FILENR <= 2     {CHFM = CHFM DL $1
                 RGEX[$1] = $2
                 DOTS[$1] = $3
                 FMTS[$1] = $4
                 FIDX[$1] = FILENR
                 DL = "|"
                 next
                }

                {printf "%s", $0
                 for (j=4; j<=5; j++)   {TMP = $j
                                         PTR = 0
                                         while (match (TMP, CHFM))      {MTCH = substr (TMP, RSTART, RLENGTH)
                                                                         printf "|%s|%s|%s|%s|%s", PTR + RSTART, RLENGTH, MTCH, DOTS[MTCH], FMTS[MTCH]
                                                                         TMP = substr (TMP, RSTART+RLENGTH)
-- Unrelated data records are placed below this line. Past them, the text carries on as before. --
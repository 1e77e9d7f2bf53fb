#![allow(dead_code)]

use std::time::Duration;

use dispatch_core::model::{Ride, RideStatus, Trip, VehicleTier};
use dispatch_core::test_helpers::{self, TestDispatch};
use uuid::Uuid;

/// Poll until the ride reaches `wanted`, panicking after a few seconds.
/// Background matching runs on a spawned task, so tests observe its result
/// by watching the ride's status converge.
pub async fn wait_for_status(harness: &TestDispatch, ride_id: Uuid, wanted: RideStatus) -> Ride {
    let polled = tokio::time::timeout(Duration::from_secs(5), async {
        loop {
            let ride = harness
                .dispatch
                .rides
                .ride(ride_id)
                .await
                .expect("ride lookup");
            if ride.status == wanted {
                return ride;
            }
            tokio::time::sleep(Duration::from_millis(10)).await;
        }
    })
    .await;
    polled.unwrap_or_else(|_| panic!("ride {ride_id} never reached {wanted}"))
}

/// Drive a fresh ride through matching and acceptance.
pub async fn matched_and_accepted(harness: &TestDispatch) -> (Ride, Uuid) {
    let driver_id = test_helpers::seed_driver(harness, VehicleTier::Economy, 4.8).await;
    let rider_id = Uuid::new_v4();
    let ride = harness
        .dispatch
        .rides
        .create_ride(test_helpers::ride_request(rider_id))
        .await
        .expect("create ride");
    wait_for_status(harness, ride.id, RideStatus::Matched).await;
    let ride = harness
        .dispatch
        .rides
        .accept_ride(ride.id, driver_id)
        .await
        .expect("accept ride");
    (ride, driver_id)
}

/// Full happy path up to a completed trip, ready for settlement.
pub async fn completed_trip(harness: &TestDispatch) -> (Ride, Trip) {
    let (ride, _driver_id) = matched_and_accepted(harness).await;
    let trip = harness
        .dispatch
        .trips
        .start_trip(ride.id)
        .await
        .expect("start trip");
    let trip = harness
        .dispatch
        .trips
        .end_trip(dispatch_core::model::EndTripRequest {
            trip_id: trip.id,
            end_latitude: test_helpers::DROPOFF_LAT,
            end_longitude: test_helpers::DROPOFF_LON,
            distance_km: 12.5,
        })
        .await
        .expect("end trip");
    let ride = harness
        .dispatch
        .rides
        .ride(ride.id)
        .await
        .expect("ride lookup");
    (ride, trip)
}
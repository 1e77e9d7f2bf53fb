//! Fare computation: estimated fares at request time, final fares at trip end.
//!
//! Both functions are pure in their inputs and the configured rate card.
//! Formula: `(base + distance_km * per_km + minutes * per_minute) * surge`,
//! floored at the configured minimum and rounded to 2 decimal places.
//! Invalid inputs never fail the caller; they yield the minimum fare.

use tracing::{debug, warn};

use crate::config::FareConfig;
use crate::spatial::{haversine_km, valid_coords};

/// Average speed used to turn straight-line distance into estimated minutes.
const AVG_SPEED_KMH: f64 = 30.0;

fn round2(value: f64) -> f64 {
    (value * 100.0).round() / 100.0
}

fn apply_rates(config: &FareConfig, distance_km: f64, minutes: f64, surge: f64) -> f64 {
    let fare = (config.base_fare
        + distance_km * config.per_km_rate
        + minutes * config.per_minute_rate)
        * surge;
    round2(fare.max(config.minimum_fare))
}

/// Estimated fare from pickup to destination before any driver is matched.
pub fn estimated_fare(
    config: &FareConfig,
    pickup_lat: f64,
    pickup_lon: f64,
    dest_lat: f64,
    dest_lon: f64,
    surge: f64,
) -> f64 {
    if !valid_coords(pickup_lat, pickup_lon)
        || !valid_coords(dest_lat, dest_lon)
        || !surge.is_finite()
        || surge < 1.0
    {
        warn!("invalid estimate inputs, falling back to minimum fare");
        return config.minimum_fare;
    }
    let distance_km = haversine_km(pickup_lat, pickup_lon, dest_lat, dest_lon);
    let minutes = distance_km / AVG_SPEED_KMH * 60.0;
    let fare = apply_rates(config, distance_km, minutes, surge);
    debug!(distance_km, surge, fare, "estimated fare");
    fare
}

/// Final fare from actual distance and active duration.
pub fn final_fare(config: &FareConfig, distance_km: f64, duration_minutes: i64, surge: f64) -> f64 {
    if !distance_km.is_finite()
        || distance_km < 0.0
        || duration_minutes < 0
        || !surge.is_finite()
        || surge < 1.0
    {
        warn!(distance_km, duration_minutes, surge, "invalid final fare inputs, falling back to minimum fare");
        return config.minimum_fare;
    }
    let fare = apply_rates(config, distance_km, duration_minutes as f64, surge);
    debug!(distance_km, duration_minutes, surge, fare, "final fare");
    fare
}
                                                                         PTR += RSTART + RLENGTH - 1
                                                                         TYP[j-3,FIDX[MTCH]]++
                                                                        }
                                        }
                 for (j=1; j<=2; j++) printf "|%s|%s", TYP[j,1]+0, TYP[j,2]+0
                 print ""
                 split ("", TYP)
                }
'  FS=","  file[45] FS="|" OFS="|" file3
SOURCE|LOGIN|SERVER|ABC_123_YYYYMMDD_V01P1234YYMMDDHHMISS.txt|ABC_123_V01P.YYYYMMDD.HHMISS.txt|CATEGORY|9|8|YYYYMMDD|........|%Y%m%d|26|6|YYMMDD|......|%y%m%d|32|6|HHMISS|......|%H%M%S|14|8|YYYYMMDD|........|%Y%m%d|23|6|HHMISS|......|%H%M%S|2|1|1|1
SOURCE|LOGIN|SERVER|ABC_123_YYYYMMDD_V01P1234YYMMDD.HHMISS.YYYY-MM-DD.txt|ABC_123_V01P.YYYYMMDD.HHMISS.txt|CATEGORY|9|8|YYYYMMDD|........|%Y%m%d|26|6|YYMMDD|......|%y%m%d|33|6|HHMISS|......|%H%M%S|40|10|YYYY-MM-DD|....-..-..|%Y-%m-%d|14|8|YYYYMMDD|........|%Y%m%d|23|6|HHMISS|......|%H%M%S|3|1|1|1
SOURCE|LOGIN|SERVER|ABC_123_YYYYMMDD_V01P1234YYMMDD.HHMISS.YYYY-MM-DD.XXXXXXXXXX.txt|ABC_123_V01P.YYYY-MM-DD.YYYYMMDD.HHMISS.XXXXXXXXXX.txt|CATEGORY|9|8|YYYYMMDD|........|%Y%m%d|26|6|YYMMDD|......|%y%m%d|33|6|HHMISS|......|%H%M%S|40|10|YYYY-MM-DD|....-..-..|%Y-%m-%d|51|10|XXXXXXXXXX|..........|%s|14|10|YYYY-MM-DD|....-..-..|%Y-%m-%d|25|8|YYYYMMDD|........|%Y%m%d|34|6|HHMISS|......|%H%M%S|41|10|XXXXXXXXXX|..........|%s|3|2|2|2
SOURCE|LOGIN|SERVER|P_XYZ_1234_ABCD.YYYYMMDD.HHMISS.csv|Report.ABCD_csv.YYYYMMDD.HHMISS.csv|CATEGORY|17|8|YYYYMMDD|........|%Y%m%d|26|6|HHMISS|......|%H%M%S|17|8|YYYYMMDD|........|%Y%m%d|26|6|HHMISS|......|%H%M%S|1|1|1|1
2 Likes

Thank you so much RudiC for your valuable time and help. Solution works perfectly fine.